» **WHAT THE EXERCISE ASKS**
Every line from the beginning of the records below up to the one holding "(fx * (pw - 1.0))" should be quoted exactly; leave out the rest.
▬▬▬
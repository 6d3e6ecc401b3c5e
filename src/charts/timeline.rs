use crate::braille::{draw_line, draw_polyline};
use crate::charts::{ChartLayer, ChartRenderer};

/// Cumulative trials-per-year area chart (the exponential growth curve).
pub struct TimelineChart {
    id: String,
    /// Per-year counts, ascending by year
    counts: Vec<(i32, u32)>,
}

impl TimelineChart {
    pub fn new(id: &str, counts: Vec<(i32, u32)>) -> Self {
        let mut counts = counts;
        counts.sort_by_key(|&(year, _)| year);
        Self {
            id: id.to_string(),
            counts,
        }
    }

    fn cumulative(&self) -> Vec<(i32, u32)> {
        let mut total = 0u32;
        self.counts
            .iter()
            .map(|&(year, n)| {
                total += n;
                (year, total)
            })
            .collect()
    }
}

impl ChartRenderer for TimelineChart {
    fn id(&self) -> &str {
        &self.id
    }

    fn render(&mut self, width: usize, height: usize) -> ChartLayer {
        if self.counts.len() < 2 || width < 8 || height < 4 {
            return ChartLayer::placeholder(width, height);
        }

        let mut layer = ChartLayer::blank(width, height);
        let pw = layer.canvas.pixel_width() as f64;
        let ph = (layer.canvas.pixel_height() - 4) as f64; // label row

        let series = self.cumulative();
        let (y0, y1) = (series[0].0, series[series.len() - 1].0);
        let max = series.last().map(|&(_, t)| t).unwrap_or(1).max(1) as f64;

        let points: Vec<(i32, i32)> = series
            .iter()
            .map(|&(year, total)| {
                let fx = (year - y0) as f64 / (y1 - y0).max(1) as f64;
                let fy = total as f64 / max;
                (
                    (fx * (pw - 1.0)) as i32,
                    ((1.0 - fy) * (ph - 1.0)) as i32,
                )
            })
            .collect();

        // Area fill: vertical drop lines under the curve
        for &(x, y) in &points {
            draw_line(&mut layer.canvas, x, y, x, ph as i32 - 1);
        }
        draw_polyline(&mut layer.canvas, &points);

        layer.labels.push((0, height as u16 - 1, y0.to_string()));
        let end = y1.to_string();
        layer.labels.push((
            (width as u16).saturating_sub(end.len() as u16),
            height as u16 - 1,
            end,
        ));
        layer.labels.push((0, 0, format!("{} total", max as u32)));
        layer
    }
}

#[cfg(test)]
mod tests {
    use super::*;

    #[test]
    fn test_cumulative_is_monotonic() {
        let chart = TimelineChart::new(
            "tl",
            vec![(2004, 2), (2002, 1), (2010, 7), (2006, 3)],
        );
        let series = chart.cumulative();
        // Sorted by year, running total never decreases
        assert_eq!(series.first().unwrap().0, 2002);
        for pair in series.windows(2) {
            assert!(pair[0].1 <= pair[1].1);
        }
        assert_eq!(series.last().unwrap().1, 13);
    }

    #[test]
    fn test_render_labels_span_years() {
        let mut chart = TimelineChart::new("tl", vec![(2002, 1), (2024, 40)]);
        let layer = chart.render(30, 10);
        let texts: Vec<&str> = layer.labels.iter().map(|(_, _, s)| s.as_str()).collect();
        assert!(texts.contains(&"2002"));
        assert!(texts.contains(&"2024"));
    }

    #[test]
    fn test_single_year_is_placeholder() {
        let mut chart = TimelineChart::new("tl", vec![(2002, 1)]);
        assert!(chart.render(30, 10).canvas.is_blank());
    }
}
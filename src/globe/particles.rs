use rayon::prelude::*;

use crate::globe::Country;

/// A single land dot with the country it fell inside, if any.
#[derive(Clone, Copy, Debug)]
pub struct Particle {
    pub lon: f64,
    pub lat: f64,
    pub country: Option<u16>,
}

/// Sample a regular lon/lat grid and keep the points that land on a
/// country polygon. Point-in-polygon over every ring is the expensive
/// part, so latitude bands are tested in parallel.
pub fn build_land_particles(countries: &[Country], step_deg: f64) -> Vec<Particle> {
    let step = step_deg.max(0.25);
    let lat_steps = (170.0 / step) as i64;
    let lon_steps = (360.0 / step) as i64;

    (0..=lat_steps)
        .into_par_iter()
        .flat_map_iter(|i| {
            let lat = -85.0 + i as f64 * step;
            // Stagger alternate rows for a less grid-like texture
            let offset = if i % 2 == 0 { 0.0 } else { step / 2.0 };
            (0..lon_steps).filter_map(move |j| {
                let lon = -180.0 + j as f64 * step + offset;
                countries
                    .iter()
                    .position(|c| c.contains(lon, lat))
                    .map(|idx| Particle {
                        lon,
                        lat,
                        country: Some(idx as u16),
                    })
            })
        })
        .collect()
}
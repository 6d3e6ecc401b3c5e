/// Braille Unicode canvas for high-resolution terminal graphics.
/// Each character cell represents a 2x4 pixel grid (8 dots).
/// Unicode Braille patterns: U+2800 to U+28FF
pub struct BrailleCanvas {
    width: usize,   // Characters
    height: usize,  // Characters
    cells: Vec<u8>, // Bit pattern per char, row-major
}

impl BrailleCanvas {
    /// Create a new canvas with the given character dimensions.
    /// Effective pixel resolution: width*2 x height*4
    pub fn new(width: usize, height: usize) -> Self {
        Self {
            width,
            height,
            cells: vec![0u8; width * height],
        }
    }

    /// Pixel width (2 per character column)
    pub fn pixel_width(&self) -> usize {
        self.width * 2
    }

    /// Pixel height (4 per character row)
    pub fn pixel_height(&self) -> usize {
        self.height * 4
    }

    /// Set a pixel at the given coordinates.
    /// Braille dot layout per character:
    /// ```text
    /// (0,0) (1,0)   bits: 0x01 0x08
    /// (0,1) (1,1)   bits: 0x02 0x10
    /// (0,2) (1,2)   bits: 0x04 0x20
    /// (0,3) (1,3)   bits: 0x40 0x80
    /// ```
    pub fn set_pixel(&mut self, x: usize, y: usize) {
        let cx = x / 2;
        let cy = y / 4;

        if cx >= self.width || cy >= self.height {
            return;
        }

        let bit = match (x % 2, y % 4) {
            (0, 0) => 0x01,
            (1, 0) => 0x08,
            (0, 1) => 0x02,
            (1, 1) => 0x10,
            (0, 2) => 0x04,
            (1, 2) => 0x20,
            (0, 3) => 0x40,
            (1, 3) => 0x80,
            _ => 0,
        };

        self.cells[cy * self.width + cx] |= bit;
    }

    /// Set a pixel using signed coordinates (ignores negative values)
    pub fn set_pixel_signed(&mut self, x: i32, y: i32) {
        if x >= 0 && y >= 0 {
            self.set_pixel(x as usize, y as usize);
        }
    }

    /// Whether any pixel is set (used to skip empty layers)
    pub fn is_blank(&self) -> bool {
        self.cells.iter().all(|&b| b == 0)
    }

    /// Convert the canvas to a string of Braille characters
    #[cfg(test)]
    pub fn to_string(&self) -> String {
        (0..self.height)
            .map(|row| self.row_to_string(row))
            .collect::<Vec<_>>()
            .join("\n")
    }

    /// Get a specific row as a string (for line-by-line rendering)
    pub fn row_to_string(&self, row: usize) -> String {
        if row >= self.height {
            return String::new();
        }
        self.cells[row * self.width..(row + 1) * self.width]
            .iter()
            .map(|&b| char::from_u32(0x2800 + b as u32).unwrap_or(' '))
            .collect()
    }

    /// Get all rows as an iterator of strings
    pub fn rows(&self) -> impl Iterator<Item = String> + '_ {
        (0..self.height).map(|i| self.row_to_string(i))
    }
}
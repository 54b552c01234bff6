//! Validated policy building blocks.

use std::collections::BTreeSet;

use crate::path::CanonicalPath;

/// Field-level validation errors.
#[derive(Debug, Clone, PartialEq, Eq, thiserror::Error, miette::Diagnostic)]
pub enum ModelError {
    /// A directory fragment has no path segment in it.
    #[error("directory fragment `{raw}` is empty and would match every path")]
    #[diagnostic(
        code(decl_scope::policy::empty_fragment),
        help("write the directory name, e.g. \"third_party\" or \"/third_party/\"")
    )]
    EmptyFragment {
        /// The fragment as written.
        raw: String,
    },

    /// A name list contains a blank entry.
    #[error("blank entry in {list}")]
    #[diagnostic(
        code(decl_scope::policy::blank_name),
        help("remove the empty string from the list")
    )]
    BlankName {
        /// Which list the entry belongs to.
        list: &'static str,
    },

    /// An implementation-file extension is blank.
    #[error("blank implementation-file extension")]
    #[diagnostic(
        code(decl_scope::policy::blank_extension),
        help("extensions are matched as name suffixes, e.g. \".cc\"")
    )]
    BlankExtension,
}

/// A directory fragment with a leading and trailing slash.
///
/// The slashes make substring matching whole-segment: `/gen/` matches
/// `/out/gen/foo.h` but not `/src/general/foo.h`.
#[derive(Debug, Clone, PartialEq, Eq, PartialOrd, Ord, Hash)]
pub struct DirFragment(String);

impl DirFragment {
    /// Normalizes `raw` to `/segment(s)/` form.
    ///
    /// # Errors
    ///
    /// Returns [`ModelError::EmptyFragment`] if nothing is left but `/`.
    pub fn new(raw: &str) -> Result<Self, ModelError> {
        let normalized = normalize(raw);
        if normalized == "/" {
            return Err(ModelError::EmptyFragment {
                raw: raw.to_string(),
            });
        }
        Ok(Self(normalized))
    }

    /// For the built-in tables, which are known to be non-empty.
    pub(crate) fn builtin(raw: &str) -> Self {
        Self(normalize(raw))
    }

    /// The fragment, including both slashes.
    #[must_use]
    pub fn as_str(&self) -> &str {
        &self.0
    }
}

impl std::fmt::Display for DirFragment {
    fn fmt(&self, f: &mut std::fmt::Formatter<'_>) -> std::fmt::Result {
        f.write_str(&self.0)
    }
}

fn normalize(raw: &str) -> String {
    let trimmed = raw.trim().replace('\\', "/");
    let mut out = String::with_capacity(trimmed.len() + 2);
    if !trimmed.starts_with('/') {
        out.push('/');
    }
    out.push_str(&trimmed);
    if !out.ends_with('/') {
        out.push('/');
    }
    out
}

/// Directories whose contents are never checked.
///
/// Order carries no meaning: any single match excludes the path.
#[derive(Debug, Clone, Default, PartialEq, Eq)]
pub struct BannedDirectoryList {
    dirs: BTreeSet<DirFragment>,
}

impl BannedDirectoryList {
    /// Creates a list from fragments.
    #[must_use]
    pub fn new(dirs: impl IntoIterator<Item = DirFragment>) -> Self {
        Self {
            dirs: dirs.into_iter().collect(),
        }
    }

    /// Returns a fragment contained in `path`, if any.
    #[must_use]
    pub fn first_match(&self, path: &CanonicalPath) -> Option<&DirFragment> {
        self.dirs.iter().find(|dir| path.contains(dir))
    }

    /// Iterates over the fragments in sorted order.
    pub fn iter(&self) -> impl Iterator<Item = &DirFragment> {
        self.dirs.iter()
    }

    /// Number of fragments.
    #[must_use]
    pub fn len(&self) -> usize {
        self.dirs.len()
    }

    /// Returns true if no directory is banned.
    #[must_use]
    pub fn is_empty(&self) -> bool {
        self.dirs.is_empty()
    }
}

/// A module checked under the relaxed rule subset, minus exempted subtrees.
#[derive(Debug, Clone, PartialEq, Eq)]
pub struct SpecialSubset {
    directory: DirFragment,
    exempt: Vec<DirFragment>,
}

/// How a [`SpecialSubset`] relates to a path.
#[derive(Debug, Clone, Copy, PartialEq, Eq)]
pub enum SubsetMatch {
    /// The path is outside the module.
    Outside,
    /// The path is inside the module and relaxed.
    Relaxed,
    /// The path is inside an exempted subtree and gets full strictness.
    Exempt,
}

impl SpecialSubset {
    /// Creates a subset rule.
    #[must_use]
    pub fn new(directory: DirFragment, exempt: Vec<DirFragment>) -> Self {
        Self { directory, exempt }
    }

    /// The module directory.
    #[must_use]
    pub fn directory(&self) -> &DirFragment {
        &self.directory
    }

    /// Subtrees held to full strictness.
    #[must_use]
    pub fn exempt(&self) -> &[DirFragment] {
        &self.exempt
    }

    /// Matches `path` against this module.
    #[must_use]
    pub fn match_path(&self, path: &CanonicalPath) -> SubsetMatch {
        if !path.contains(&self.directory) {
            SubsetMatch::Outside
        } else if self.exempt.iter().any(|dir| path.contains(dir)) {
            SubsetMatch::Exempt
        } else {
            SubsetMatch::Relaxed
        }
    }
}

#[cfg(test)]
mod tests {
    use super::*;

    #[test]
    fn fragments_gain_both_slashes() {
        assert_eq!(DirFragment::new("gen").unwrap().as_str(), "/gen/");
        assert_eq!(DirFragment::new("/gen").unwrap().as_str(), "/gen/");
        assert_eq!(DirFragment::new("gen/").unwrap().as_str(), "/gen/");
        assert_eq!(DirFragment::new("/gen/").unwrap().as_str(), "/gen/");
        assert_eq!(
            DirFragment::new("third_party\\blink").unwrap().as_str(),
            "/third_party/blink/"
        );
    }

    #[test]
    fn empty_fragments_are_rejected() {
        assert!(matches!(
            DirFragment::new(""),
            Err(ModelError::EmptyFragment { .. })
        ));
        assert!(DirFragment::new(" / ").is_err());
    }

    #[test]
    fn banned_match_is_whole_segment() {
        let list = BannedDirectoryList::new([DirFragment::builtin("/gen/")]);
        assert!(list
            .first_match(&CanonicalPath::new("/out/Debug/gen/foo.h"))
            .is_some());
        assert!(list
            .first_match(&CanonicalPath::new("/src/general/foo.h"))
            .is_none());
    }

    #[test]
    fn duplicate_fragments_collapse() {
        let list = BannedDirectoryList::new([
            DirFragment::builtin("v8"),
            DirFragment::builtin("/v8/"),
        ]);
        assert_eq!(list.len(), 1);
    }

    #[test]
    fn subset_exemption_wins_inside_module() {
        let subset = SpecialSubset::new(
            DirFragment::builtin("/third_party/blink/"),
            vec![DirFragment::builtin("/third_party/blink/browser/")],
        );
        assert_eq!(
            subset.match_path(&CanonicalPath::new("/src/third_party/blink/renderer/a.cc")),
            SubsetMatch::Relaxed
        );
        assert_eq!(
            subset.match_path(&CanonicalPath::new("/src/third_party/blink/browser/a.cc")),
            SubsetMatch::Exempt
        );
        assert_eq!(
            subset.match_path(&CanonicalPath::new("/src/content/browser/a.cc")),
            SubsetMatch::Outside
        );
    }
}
▬▬▬
» **EXERCISE SOLUTION**
repository 6d3e6ecc401b3c5e
filename src/charts/timeline.rs
use crate::braille::{draw_line, draw_polyline};
use crate::charts::{ChartLayer, ChartRenderer};

/// Cumulative trials-per-year area chart (the exponential growth curve).
pub struct TimelineChart {
    id: String,
    /// Per-year counts, ascending by year
    counts: Vec<(i32, u32)>,
}

impl TimelineChart {
    pub fn new(id: &str, counts: Vec<(i32, u32)>) -> Self {
        let mut counts = counts;
        counts.sort_by_key(|&(year, _)| year);
        Self {
            id: id.to_string(),
            counts,
        }
    }

    fn cumulative(&self) -> Vec<(i32, u32)> {
        let mut total = 0u32;
        self.counts
            .iter()
            .map(|&(year, n)| {
                total += n;
                (year, total)
            })
            .collect()
    }
}

impl ChartRenderer for TimelineChart {
    fn id(&self) -> &str {
        &self.id
    }

    fn render(&mut self, width: usize, height: usize) -> ChartLayer {
        if self.counts.len() < 2 || width < 8 || height < 4 {
            return ChartLayer::placeholder(width, height);
        }

        let mut layer = ChartLayer::blank(width, height);
        let pw = layer.canvas.pixel_width() as f64;
        let ph = (layer.canvas.pixel_height() - 4) as f64; // label row

        let series = self.cumulative();
        let (y0, y1) = (series[0].0, series[series.len() - 1].0);
        let max = series.last().map(|&(_, t)| t).unwrap_or(1).max(1) as f64;

        let points: Vec<(i32, i32)> = series
            .iter()
            .map(|&(year, total)| {
                let fx = (year - y0) as f64 / (y1 - y0).max(1) as f64;
                let fy = total as f64 / max;
                (
                    (fx * (pw - 1.0)) as i32,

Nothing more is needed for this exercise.